use chrono::{DateTime, Utc};
use rust_decimal::Decimal;
use serde::{Deserialize, Serialize};
use uuid::Uuid;

use storefront_domain::identifier::Identifier;
use storefront_domain::order::{OrderStatus, PaymentMethod};
use storefront_domain::user::UserRole;

/// Number of decimal digits in a one-time code.
pub const OTP_LENGTH: usize = 6;

/// One-time code time-to-live in seconds.
pub const OTP_TTL_SECS: u64 = 300;

/// Failed verifications allowed before the cooldown gate closes.
pub const OTP_MAX_ATTEMPTS: u64 = 3;

/// Cooldown (and attempt-counter) window in seconds.
pub const OTP_COOLDOWN_SECS: u64 = 60;

/// Cached cart snapshot time-to-live in seconds (7 days).
pub const CART_CACHE_TTL_SECS: u64 = 7 * 24 * 60 * 60;

#[derive(Debug, Clone)]
pub struct User {
    pub id: Uuid,
    pub name: String,
    pub email: Option<String>,
    pub phone: Option<String>,
    pub password_hash: Option<String>,
    pub role: UserRole,
    pub created_at: DateTime<Utc>,
}

impl User {
    /// Preferred notification address: email when present, otherwise phone.
    pub fn contact(&self) -> Option<Identifier> {
        self.email
            .clone()
            .map(Identifier::Email)
            .or_else(|| self.phone.clone().map(Identifier::Phone))
    }
}

#[derive(Debug, Clone)]
pub struct Product {
    pub id: Uuid,
    pub name: String,
    pub price: Decimal,
    pub stock: i32,
}

#[derive(Debug, Clone)]
pub struct Variant {
    pub id: Uuid,
    pub product_id: Uuid,
    pub name: String,
    pub price_modifier: Decimal,
    pub stock: i32,
}

/// Unit price of a product, optionally adjusted by a variant.
pub fn unit_price(product: &Product, variant: Option<&Variant>) -> Decimal {
    product.price + variant.map_or(Decimal::ZERO, |v| v.price_modifier)
}

/// Stock available for a line: the tighter of product and variant stock.
pub fn available_stock(product: &Product, variant: Option<&Variant>) -> i32 {
    variant.map_or(product.stock, |v| v.stock.min(product.stock))
}

/// Per-user cart. This is also the shape cached in the ephemeral store.
#[derive(Debug, Clone, PartialEq, Eq, Serialize, Deserialize)]
pub struct Cart {
    pub id: Uuid,
    pub user_id: Uuid,
    /// Ordered by insertion.
    pub items: Vec<CartLine>,
}

impl Cart {
    pub fn empty(id: Uuid, user_id: Uuid) -> Self {
        Self {
            id,
            user_id,
            items: Vec::new(),
        }
    }

    pub fn total(&self) -> Decimal {
        self.items.iter().map(CartLine::subtotal).sum()
    }

    pub fn is_empty(&self) -> bool {
        self.items.is_empty()
    }

    pub fn line(&self, item_id: Uuid) -> Option<&CartLine> {
        self.items.iter().find(|l| l.id == item_id)
    }

    pub fn line_for(&self, product_id: Uuid, variant_id: Option<Uuid>) -> Option<&CartLine> {
        self.items
            .iter()
            .find(|l| l.product_id == product_id && l.variant_id == variant_id)
    }
}

#[derive(Debug, Clone, PartialEq, Eq, Serialize, Deserialize)]
pub struct CartLine {
    pub id: Uuid,
    pub product_id: Uuid,
    pub variant_id: Option<Uuid>,
    pub quantity: i32,
    /// Price frozen when the line was first added.
    pub unit_price: Decimal,
}

impl CartLine {
    pub fn subtotal(&self) -> Decimal {
        self.unit_price * Decimal::from(self.quantity)
    }
}

/// Line to merge into a cart, with the stock ceiling for the merged quantity.
#[derive(Debug, Clone)]
pub struct CartAddition {
    pub product_id: Uuid,
    pub variant_id: Option<Uuid>,
    pub quantity: i32,
    pub unit_price: Decimal,
    pub max_quantity: i32,
}

#[derive(Debug, Clone, Serialize)]
pub struct Order {
    pub id: Uuid,
    pub user_id: Uuid,
    pub total_amount: Decimal,
    pub status: OrderStatus,
    pub payment_method: PaymentMethod,
    pub shipping_address: String,
    pub items: Vec<OrderItem>,
    #[serde(serialize_with = "storefront_core::serde::to_rfc3339_ms")]
    pub created_at: DateTime<Utc>,
    #[serde(serialize_with = "storefront_core::serde::to_rfc3339_ms")]
    pub updated_at: DateTime<Utc>,
}

#[derive(Debug, Clone, PartialEq, Eq, Serialize)]
pub struct OrderItem {
    pub id: Uuid,
    pub product_id: Uuid,
    pub variant_id: Option<Uuid>,
    pub quantity: i32,
    /// Per-unit price at order time.
    pub price: Decimal,
}

/// Everything the order store needs to commit a checkout in one transaction.
#[derive(Debug, Clone)]
pub struct CheckoutPlan {
    pub order_id: Uuid,
    pub user_id: Uuid,
    pub cart_id: Uuid,
    pub payment_method: PaymentMethod,
    pub shipping_address: String,
    pub lines: Vec<PlannedLine>,
    pub total_amount: Decimal,
}

#[derive(Debug, Clone)]
pub struct PlannedLine {
    pub cart_item_id: Uuid,
    pub product_id: Uuid,
    pub variant_id: Option<Uuid>,
    pub quantity: i32,
    pub unit_price: Decimal,
}

/// Pending notification row claimed by the dispatch worker.
#[derive(Debug, Clone)]
pub struct OutboxEvent {
    pub id: Uuid,
    pub kind: String,
    pub payload: serde_json::Value,
    pub attempts: i32,
    pub max_attempts: i32,
    pub backoff_base_ms: i64,
}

> [Task to carry out] Of the lines in the data, report each one containing the string "CartLine".

> [Result of the exercise]
    pub items: Vec<CartLine>,
        self.items.iter().map(CartLine::subtotal).sum()
    pub fn line(&self, item_id: Uuid) -> Option<&CartLine> {
    pub fn line_for(&self, product_id: Uuid, variant_id: Option<Uuid>) -> Option<&CartLine> {
pub struct CartLine {
impl CartLine {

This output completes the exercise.